• INSTRUCTIONS FOR THE TASK
Each line below should be reproduced without any alteration.

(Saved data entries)

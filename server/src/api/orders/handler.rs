//! Orders API Handlers

use axum::{
    Json,
    extract::{Path, State},
};
use serde::Deserialize;

use crate::auth::CurrentUser;
use crate::core::ServerState;
use crate::db::repository;
use crate::utils::{AppError, AppResponse, AppResult, ok, ok_with_message};
use shared::models::{Order, OrderDetail, OrderStatus, UserRole};

/// Settle the session cart into an order.
///
/// No body: everything the settlement needs is session state. Failures leave
/// the cart intact for retry.
pub async fn checkout(
    State(state): State<ServerState>,
    current: CurrentUser,
) -> AppResult<Json<AppResponse<OrderDetail>>> {
    let detail = state
        .settlement
        .checkout(current.user.id, &current.user)
        .await?;
    Ok(ok_with_message(detail, "Order placed"))
}

/// Orders visible to the actor: placed orders for customers, received orders
/// for restaurant owners.
pub async fn list(
    State(state): State<ServerState>,
    current: CurrentUser,
) -> AppResult<Json<AppResponse<Vec<Order>>>> {
    let orders = match current.user.role {
        UserRole::Customer => {
            repository::order::find_by_customer(&state.db.pool, current.user.id).await?
        }
        UserRole::Restaurant => {
            let restaurant =
                repository::restaurant::find_by_user_id(&state.db.pool, current.user.id)
                    .await?
                    .ok_or_else(|| {
                        AppError::not_found("No restaurant registered for this account")
                    })?;
            repository::order::find_by_restaurant(&state.db.pool, restaurant.id).await?
        }
        UserRole::Admin => {
            return Err(AppError::forbidden(
                "Admins review orders through the admin endpoints",
            ));
        }
    };
    Ok(ok(orders))
}

pub async fn get_by_id(
    State(state): State<ServerState>,
    current: CurrentUser,
    Path(id): Path<i64>,
) -> AppResult<Json<AppResponse<OrderDetail>>> {
    let detail = repository::order::find_detail(&state.db.pool, id).await?;

    let allowed = match current.user.role {
        UserRole::Customer => detail.order.customer_id == current.user.id,
        UserRole::Restaurant => {
            repository::restaurant::find_by_user_id(&state.db.pool, current.user.id)
                .await?
                .map(|r| r.id == detail.order.restaurant_id)
                .unwrap_or(false)
        }
        UserRole::Admin => true,
    };
    if !allowed {
        return Err(AppError::forbidden("Not your order"));
    }

    Ok(ok(detail))
}

async fn transition(
    state: &ServerState,
    current: &CurrentUser,
    id: i64,
    next: OrderStatus,
) -> AppResult<Json<AppResponse<Order>>> {
    let order = state.lifecycle.transition(id, &current.user, next).await?;
    Ok(ok(order))
}

pub async fn accept(
    State(state): State<ServerState>,
    current: CurrentUser,
    Path(id): Path<i64>,
) -> AppResult<Json<AppResponse<Order>>> {
    transition(&state, &current, id, OrderStatus::Accepted).await
}

pub async fn prepare(
    State(state): State<ServerState>,
    current: CurrentUser,
    Path(id): Path<i64>,
) -> AppResult<Json<AppResponse<Order>>> {
    transition(&state, &current, id, OrderStatus::Prepared).await
}

pub async fn complete(
    State(state): State<ServerState>,
    current: CurrentUser,
    Path(id): Path<i64>,
) -> AppResult<Json<AppResponse<Order>>> {
    transition(&state, &current, id, OrderStatus::Completed).await
}

pub async fn cancel(
    State(state): State<ServerState>,
    current: CurrentUser,
    Path(id): Path<i64>,
) -> AppResult<Json<AppResponse<Order>>> {
    transition(&state, &current, id, OrderStatus::Canceled).await
}

#[derive(Debug, Deserialize)]
pub struct CashbackRequest {
    pub amount: f64,
}

/// Restaurant-initiated partial refund on a completed order.
pub async fn cashback(
    State(state): State<ServerState>,
    current: CurrentUser,
    Path(id): Path<i64>,
    Json(payload): Json<CashbackRequest>,
) -> AppResult<Json<AppResponse<()>>> {
    state
        .settlement
        .cashback(id, &current.user, payload.amount)
        .await?;
    Ok(ok_with_message((), "Cashback applied"))
}
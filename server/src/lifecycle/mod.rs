//! Order Lifecycle Manager
//!
//! Advances orders through `pending → accepted → prepared → completed`,
//! with `pending|accepted → canceled`. Transitions are performed by the
//! restaurant that received the order; re-applying the current status is a
//! silent rewrite. No transition touches balances — cancellation does not
//! refund the customer's debit (see DESIGN.md, open question 1).

use std::sync::Arc;

use sqlx::SqlitePool;
use thiserror::Error;
use tokio::sync::Mutex;

use shared::models::{Order, OrderStatus, User};

/// Lifecycle error types
#[derive(Debug, Error)]
pub enum LifecycleError {
    #[error("Order {0} not found")]
    NotFound(i64),

    #[error("Unauthorized: {0}")]
    Unauthorized(String),

    #[error("Cannot move order from {from} to {to}")]
    InvalidTransition { from: OrderStatus, to: OrderStatus },

    #[error("Database error: {0}")]
    Persistence(String),
}

impl From<sqlx::Error> for LifecycleError {
    fn from(err: sqlx::Error) -> Self {
        LifecycleError::Persistence(err.to_string())
    }
}

/// Result type for lifecycle operations
pub type LifecycleResult<T> = Result<T, LifecycleError>;

/// Order state machine over the shared pool.
#[derive(Clone)]
pub struct LifecycleManager {
    pool: SqlitePool,
    // Shared with the other SQLite writers; see SettlementEngine.
    write_lock: Arc<Mutex<()>>,
}

impl LifecycleManager {
    pub fn new(pool: SqlitePool, write_lock: Arc<Mutex<()>>) -> Self {
        Self { pool, write_lock }
    }

    /// Move an order to `next`, enforcing actor ownership and the state
    /// machine. Returns the order in its new state.
    pub async fn transition(
        &self,
        order_id: i64,
        actor: &User,
        next: OrderStatus,
    ) -> LifecycleResult<Order> {
        let _write = self.write_lock.lock().await;
        let mut tx = self.pool.begin().await?;

        let order = sqlx::query_as::<_, Order>(
            "SELECT id, customer_id, restaurant_id, total_price, original_fee, service_fee, status, cashback_applied, created_at FROM food_order WHERE id = ?",
        )
        .bind(order_id)
        .fetch_optional(&mut *tx)
        .await?
        .ok_or(LifecycleError::NotFound(order_id))?;

        let owner: Option<i64> = sqlx::query_scalar("SELECT user_id FROM restaurant WHERE id = ?")
            .bind(order.restaurant_id)
            .fetch_optional(&mut *tx)
            .await?;
        if owner != Some(actor.id) {
            return Err(LifecycleError::Unauthorized(
                "Only the restaurant that received the order can update its status".into(),
            ));
        }

        if !order.status.can_transition_to(next) {
            return Err(LifecycleError::InvalidTransition {
                from: order.status,
                to: next,
            });
        }

        // Guarded on the status we just validated against, so a racing
        // transition on another connection cannot be silently overwritten.
        let updated = sqlx::query("UPDATE food_order SET status = ?1 WHERE id = ?2 AND status = ?3")
            .bind(next)
            .bind(order_id)
            .bind(order.status)
            .execute(&mut *tx)
            .await?;
        if updated.rows_affected() == 0 {
            return Err(LifecycleError::InvalidTransition {
                from: order.status,
                to: next,
            });
        }

        tx.commit()
            .await
            .map_err(|e| LifecycleError::Persistence(e.to_string()))?;

        tracing::info!(order_id, from = %order.status, to = %next, "Order status updated");

        Ok(Order {
            status: next,
            ..order
        })
    }
}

• REPLY
filename server/src/api/orders/handler.rs
//! Orders API Handlers

use axum::{
    Json,
    extract::{Path, State},
};
use serde::Deserialize;

use crate::auth::CurrentUser;
use crate::core::ServerState;
use crate::db::repository;
use crate::utils::{AppError, AppResponse, AppResult, ok, ok_with_message};
use shared::models::{Order, OrderDetail, OrderStatus, UserRole};

/// Settle the session cart into an order.
///
/// No body: everything the settlement needs is session state. Failures leave
/// the cart intact for retry.
pub async fn checkout(
    State(state): State<ServerState>,
    current: CurrentUser,
) -> AppResult<Json<AppResponse<OrderDetail>>> {
    let detail = state
        .settlement
        .checkout(current.user.id, &current.user)
        .await?;
    Ok(ok_with_message(detail, "Order placed"))
}

/// Orders visible to the actor: placed orders for customers, received orders
/// for restaurant owners.
pub async fn list(
    State(state): State<ServerState>,
    current: CurrentUser,
) -> AppResult<Json<AppResponse<Vec<Order>>>> {
    let orders = match current.user.role {
        UserRole::Customer => {
            repository::order::find_by_customer(&state.db.pool, current.user.id).await?
        }
        UserRole::Restaurant => {
            let restaurant =
                repository::restaurant::find_by_user_id(&state.db.pool, current.user.id)
                    .await?
                    .ok_or_else(|| {
                        AppError::not_found("No restaurant registered for this account")
                    })?;
            repository::order::find_by_restaurant(&state.db.pool, restaurant.id).await?
        }
        UserRole::Admin => {
            return Err(AppError::forbidden(
                "Admins review orders through the admin endpoints",
            ));
        }
    };
    Ok(ok(orders))
}

pub async fn get_by_id(
    State(state): State<ServerState>,
    current: CurrentUser,
    Path(id): Path<i64>,
) -> AppResult<Json<AppResponse<OrderDetail>>> {
    let detail = repository::order::find_detail(&state.db.pool, id).await?;

    let allowed = match current.user.role {
        UserRole::Customer => detail.order.customer_id == current.user.id,
        UserRole::Restaurant => {
            repository::restaurant::find_by_user_id(&state.db.pool, current.user.id)
                .await?
                .map(|r| r.id == detail.order.restaurant_id)
                .unwrap_or(false)
        }
        UserRole::Admin => true,
    };
    if !allowed {
        return Err(AppError::forbidden("Not your order"));
    }

    Ok(ok(detail))
}

async fn transition(
    state: &ServerState,
    current: &CurrentUser,
    id: i64,
    next: OrderStatus,
) -> AppResult<Json<AppResponse<Order>>> {
    let order = state.lifecycle.transition(id, &current.user, next).await?;
    Ok(ok(order))
}

pub async fn accept(
    State(state): State<ServerState>,
    current: CurrentUser,
    Path(id): Path<i64>,
) -> AppResult<Json<AppResponse<Order>>> {
    transition(&state, &current, id, OrderStatus::Accepted).await
}

pub async fn prepare(
    State(state): State<ServerState>,
    current: CurrentUser,
    Path(id): Path<i64>,
) -> AppResult<Json<AppResponse<Order>>> {
    transition(&state, &current, id, OrderStatus::Prepared).await
}

pub async fn complete(
    State(state): State<ServerState>,
    current: CurrentUser,
    Path(id): Path<i64>,
) -> AppResult<Json<AppResponse<Order>>> {
    transition(&state, &current, id, OrderStatus::Completed).await
}

pub async fn cancel(
    State(state): State<ServerState>,
    current: CurrentUser,
    Path(id): Path<i64>,
) -> AppResult<Json<AppResponse<Order>>> {
    transition(&state, &current, id, OrderStatus::Canceled).await
}

#[derive(Debug, Deserialize)]
pub struct CashbackRequest {
    pub amount: f64,
}

/// Restaurant-initiated partial refund on a completed order.
pub async fn cashback(
    State(state): State<ServerState>,
    current: CurrentUser,
    Path(id): Path<i64>,
    Json(payload): Json<CashbackRequest>,
) -> AppResult<Json<AppResponse<()>>> {
    state
        .settlement
        .cashback(id, &current.user, payload.amount)
        .await?;
    Ok(ok_with_message((), "Cashback applied"))
}
filename server/src/lifecycle/mod.rs
//! Order Lifecycle Manager
//!
//! Advances orders through `pending → accepted → prepared → completed`,
//! with `pending|accepted → canceled`. Transitions are performed by the
//! restaurant that received the order; re-applying the current status is a
//! silent rewrite. No transition touches balances — cancellation does not
//! refund the customer's debit (see DESIGN.md, open question 1).

use std::sync::Arc;

use sqlx::SqlitePool;
use thiserror::Error;
use tokio::sync::Mutex;

use shared::models::{Order, OrderStatus, User};

/// Lifecycle error types
#[derive(Debug, Error)]
pub enum LifecycleError {
    #[error("Order {0} not found")]
    NotFound(i64),

    #[error("Unauthorized: {0}")]
    Unauthorized(String),

    #[error("Cannot move order from {from} to {to}")]
    InvalidTransition { from: OrderStatus, to: OrderStatus },

    #[error("Database error: {0}")]
    Persistence(String),
}

impl From<sqlx::Error> for LifecycleError {
    fn from(err: sqlx::Error) -> Self {
        LifecycleError::Persistence(err.to_string())
    }
}

/// Result type for lifecycle operations
pub type LifecycleResult<T> = Result<T, LifecycleError>;

/// Order state machine over the shared pool.
#[derive(Clone)]
pub struct LifecycleManager {
    pool: SqlitePool,
    // Shared with the other SQLite writers; see SettlementEngine.
    write_lock: Arc<Mutex<()>>,
}

impl LifecycleManager {
    pub fn new(pool: SqlitePool, write_lock: Arc<Mutex<()>>) -> Self {
        Self { pool, write_lock }
    }

    /// Move an order to `next`, enforcing actor ownership and the state
    /// machine. Returns the order in its new state.
    pub async fn transition(
        &self,
        order_id: i64,
        actor: &User,
        next: OrderStatus,
    ) -> LifecycleResult<Order> {
        let _write = self.write_lock.lock().await;
        let mut tx = self.pool.begin().await?;

        let order = sqlx::query_as::<_, Order>(
            "SELECT id, customer_id, restaurant_id, total_price, original_fee, service_fee, status, cashback_applied, created_at FROM food_order WHERE id = ?",
        )
        .bind(order_id)
        .fetch_optional(&mut *tx)
        .await?
        .ok_or(LifecycleError::NotFound(order_id))?;

        let owner: Option<i64> = sqlx::query_scalar("SELECT user_id FROM restaurant WHERE id = ?")
            .bind(order.restaurant_id)
            .fetch_optional(&mut *tx)
            .await?;
        if owner != Some(actor.id) {
            return Err(LifecycleError::Unauthorized(
                "Only the restaurant that received the order can update its status".into(),
            ));
        }

        if !order.status.can_transition_to(next) {
            return Err(LifecycleError::InvalidTransition {
                from: order.status,
                to: next,
            });
        }

        // Guarded on the status we just validated against, so a racing
        // transition on another connection cannot be silently overwritten.
        let updated = sqlx::query("UPDATE food_order SET status = ?1 WHERE id = ?2 AND status = ?3")
            .bind(next)
            .bind(order_id)
            .bind(order.status)
            .execute(&mut *tx)
            .await?;
        if updated.rows_affected() == 0 {
            return Err(LifecycleError::InvalidTransition {
                from: order.status,
                to: next,
            });
        }

        tx.commit()
            .await
            .map_err(|e| LifecycleError::Persistence(e.to_string()))?;

        tracing::info!(order_id, from = %order.status, to = %next, "Order status updated");

        Ok(Order {
            status: next,
            ..order
        })
    }
}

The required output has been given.